Apple Pay is supposed to change how we make payments in stores and within apps. In reality, Apple’s new mobile payment system is still a work in progress, a fact that I experienced first hand during a weekend trip to the King of Prussia Mall outside of Philadelphia.
My goal on a rainy Saturday afternoon was to only make purchases with cash, and Apple Pay using my iPhone 6 Plus. With this regard, I left my banking and credit cards at home. Before heading to the mall, I visited the Apple website and made a list of the stores that currently accept Apple Pay.
Of these, I planned to visit Apple, Bloomingdale’s, and Macy’s. I also wanted to discuss the new payment system with someone who works at Sephora. The cosmetics and beauty retailer is expected to begin accepting Apple Pay before the end of the month. I wanted to know whether the folks on the ground knew this.
Not surprisingly, Apple Pay worked perfectly at the King of Prussia Apple store. It took me about three minutes to find the G-Tech 1TB G-Drive that I had been eying and make my purchase. Three minutes.
Before the holiday shopping season began, I had made a small purchase with Apple Pay at my local Macy’s store. It was clear to me at the time that the sales associate didn’t have a lot of training on how to accept Apple Pay. In fact, he was a little bit surprised when I completed the transaction with the NFC keypad at his station. I believe his words were “you are the first one I ever saw who used it.” (This is what happens when you are an early adopter.)
This time around, the Macy’s associate knew exactly what I was doing when she saw my phone. She even said that “Macy’s loves when people use Apple Pay.”
I knew that Sephora stores weren’t yet accepting Apple Pay. Nonetheless, I was interested in knowing whether my sales associate would know about the service, and when it would go online.
When ringing up my purchase, the associate noticed my iPhone, and promptly noted that Apple Pay was going online at her location very soon.
Later, I found out that Sephora locations in the San Francisco Bay area and Manhattan were already accepting the payment option.
I’ve saved my most frustrating visit for last. In a word, my Apple Pay experience at Bloomingdale’s was frustrating.
My daughter will turn 8-years-old later this month. For this event, I decided to splurge and buy her a pair of Ugg boots (her first) and matching earmuffs.
What a fiasco.
First, let me say that my Bloomingdale’s sales associate was wonderful. She was friendly, informative, and accommodating. Unfortunately, the boots department was a study in disorganization.
Other employees made little effort in helping my associate find an open register. When one was found, returned merchandise temporarily blocked my path to the NFC-enabled pin pad.
Once I got close enough to complete my transaction, the screen on the pad listed Apple Pay as a payment option. This was a good sign, or so I thought.

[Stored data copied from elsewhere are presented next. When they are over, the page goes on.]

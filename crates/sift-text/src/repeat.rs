//! Collapsing of repeated characters.

use std::iter;

use crate::{error::TextError, transform::TextTransformer};

/// Copies kept of a repeated character when none is configured.
pub const DEFAULT_REPEATS: usize = 2;

/// Shortest run of one word character that gets collapsed.
const MIN_RUN: usize = 3;

/// Shortens runs of three or more identical word characters and collapses whitespace.
///
/// `ㅋㅋㅋㅋㅋ` becomes `ㅋㅋ` with the default of two repeats.
#[derive(Debug, Clone, Copy)]
pub struct RepeatCollapser {
    /// Copies kept of each collapsed run.
    repeats: usize,
}

impl RepeatCollapser {
    /// Creates a collapser keeping `repeats` copies of each long run.
    ///
    /// Zero leaves runs untouched and only collapses whitespace.
    pub fn new(repeats: usize) -> Self {
        Self { repeats }
    }

    /// Collapses one text.
    pub fn collapse(&self, text: &str) -> String {
        let mut out = String::with_capacity(text.len());
        let mut chars = text.chars().peekable();
        while let Some(ch) = chars.next() {
            let mut run = 1;
            while chars.next_if_eq(&ch).is_some() {
                run += 1;
            }
            let keep = if self.repeats > 0 && run >= MIN_RUN && is_word_char(ch) {
                self.repeats
            } else {
                run
            };
            out.extend(iter::repeat_n(ch, keep));
        }
        out.split_whitespace().collect::<Vec<_>>().join(" ")
    }
}

impl Default for RepeatCollapser {
    fn default() -> Self {
        Self::new(DEFAULT_REPEATS)
    }
}

impl TextTransformer for RepeatCollapser {
    fn name(&self) -> &str {
        "repeat-collapser"
    }

    fn transform(&self, texts: &[String]) -> Result<Vec<String>, TextError> {
        Ok(texts.iter().map(|t| self.collapse(t)).collect())
    }
}

/// Returns true for letters, digits, marks and underscore.
fn is_word_char(ch: char) -> bool {
    ch.is_alphanumeric() || ch == '_'
}
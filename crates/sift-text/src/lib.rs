//! Text-normalization stages and noun frequency counting.
//!
//! Every stage implements [`TextTransformer`]: it takes a batch of texts and returns a batch
//! of the same length, in the same order. Stages are chained with [`TextPipeline`], which
//! checks the length contract after each one. Services that need external models, such as
//! spacing correction or spell checking, plug in as further `TextTransformer`
//! implementations.
//!
//! ```
//! use sift_text::{PunctuationStripper, RepeatCollapser, TextPipeline};
//!
//! let pipeline = TextPipeline::new()
//!     .stage(PunctuationStripper)
//!     .stage(RepeatCollapser::default());
//! let out = pipeline.run(vec!["Sooooo GOOD!!! 123".to_string()]).unwrap();
//! assert_eq!(out, vec!["soo good"]);
//! ```

#![warn(missing_docs)]

mod error;
mod loanword;
mod nouns;
mod punct;
mod repeat;
mod transform;

pub use error::TextError;
pub use loanword::{DEFAULT_LOANWORD_FILE, LoanwordTable};
pub use nouns::{FREQUENCY_COLUMN, NounAnalyzer, TERMS_COLUMN, noun_frequencies, write_frequencies};
pub use punct::{PunctuationNormalizer, PunctuationStripper};
pub use repeat::{DEFAULT_REPEATS, RepeatCollapser};
pub use transform::{SentenceSplitter, TextPipeline, TextTransformer, split_sentences};
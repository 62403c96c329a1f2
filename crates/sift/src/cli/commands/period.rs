//! Implementation of `sift period`.

use std::process::ExitCode;

use sift_frame::{Period, count_by_period, normalize_time};

use super::shared::{fail, finish, load_frame};
use crate::cli::{args::PeriodCommand, context::CommandContext, output::emit_counts};

/// Counts records per time bucket.
pub fn run(ctx: &CommandContext, cmd: &PeriodCommand) -> ExitCode {
    finish(execute(ctx, cmd))
}

/// Command body.
fn execute(ctx: &CommandContext, cmd: &PeriodCommand) -> Result<(), ExitCode> {
    let config = &ctx.config;
    let column = cmd.time.time_column.as_deref().unwrap_or(&config.time.column);
    let format = cmd.time.format.as_deref().unwrap_or(&config.time.format);
    let period: Period = cmd
        .period
        .as_deref()
        .unwrap_or(&config.time.period)
        .parse()
        .map_err(fail)?;

    let frame = load_frame(&cmd.input)?;
    let normalized = normalize_time(&frame, column, format).map_err(fail)?;
    let counts = count_by_period(&normalized, column, period, cmd.drop_zero, !cmd.descending)
        .map_err(fail)?;
    emit_counts(&counts, &cmd.output)
}
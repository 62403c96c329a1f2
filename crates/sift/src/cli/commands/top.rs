//! Implementation of `sift top`.

use std::process::ExitCode;

use sift_frame::top_n_across_columns;

use super::shared::{fail, finish, load_frame};
use crate::cli::{args::TopCommand, context::CommandContext, output::emit_frame};

/// Prints the most frequent values of several columns side by side.
pub fn run(ctx: &CommandContext, cmd: &TopCommand) -> ExitCode {
    finish(execute(ctx, cmd))
}

/// Command body.
fn execute(ctx: &CommandContext, cmd: &TopCommand) -> Result<(), ExitCode> {
    let report = &ctx.config.report;
    let n = cmd.limit.unwrap_or(report.top_n);
    let percentage = cmd.percentage || report.percentage;

    let frame = load_frame(&cmd.input)?;
    let table = top_n_across_columns(&frame, &cmd.columns, n, percentage).map_err(fail)?;
    emit_frame(&table, &cmd.output)
}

Before I attempted to use my iPhone 6 Plus to make the purchase, the sales associate said that Apple Pay “probably wouldn’t work.” When I put my iPhone near the pad, however, the Passbook app came to life, and I was asked to use my fingerprint.
I tried three times to complete the transaction, twice with my Citi card, and another with my American Express card. Each time, my iPhone screen showed that a transaction went through, but with no amount listed.
At that point, most folks would have probably paid for the Uggs with a banking card. Remember, I left my cards at home, and by this point in the day, my cash supply was low.
Luckily, my daughter will still be a happy girl on her birthday. My friend paid for my purchase using his credit card. I wrote out a check as reimbursement as soon I got home later that evening.
Last week, a MacRumors forum member said that a recent McDonald’s visit ended in disaster because employees didn’t know how to use Apple Pay. My experience at Bloomingdale’s, though different, lead me to the same conclusion. Retailers aren’t training their employees on how to use Apple Pay.
The pin pad message that I saw on Saturday clearly suggests that Bloomingdale’s is about to begin accepting Apple Pay, at least at the King of Prussia location. Unfortunately, it’s also clear that when the service does go online, sales associates may have little clue on how to use it.
For Apple Pay to succeed, Cupertino needs to do a lot more than sign up new banks and retailers. They also need to make sure that these partners train their staff on how to use it. Otherwise, one bad experience may convince a user to never try the service again.
Have you had a bad experience with Apple Pay? Apple wants to know.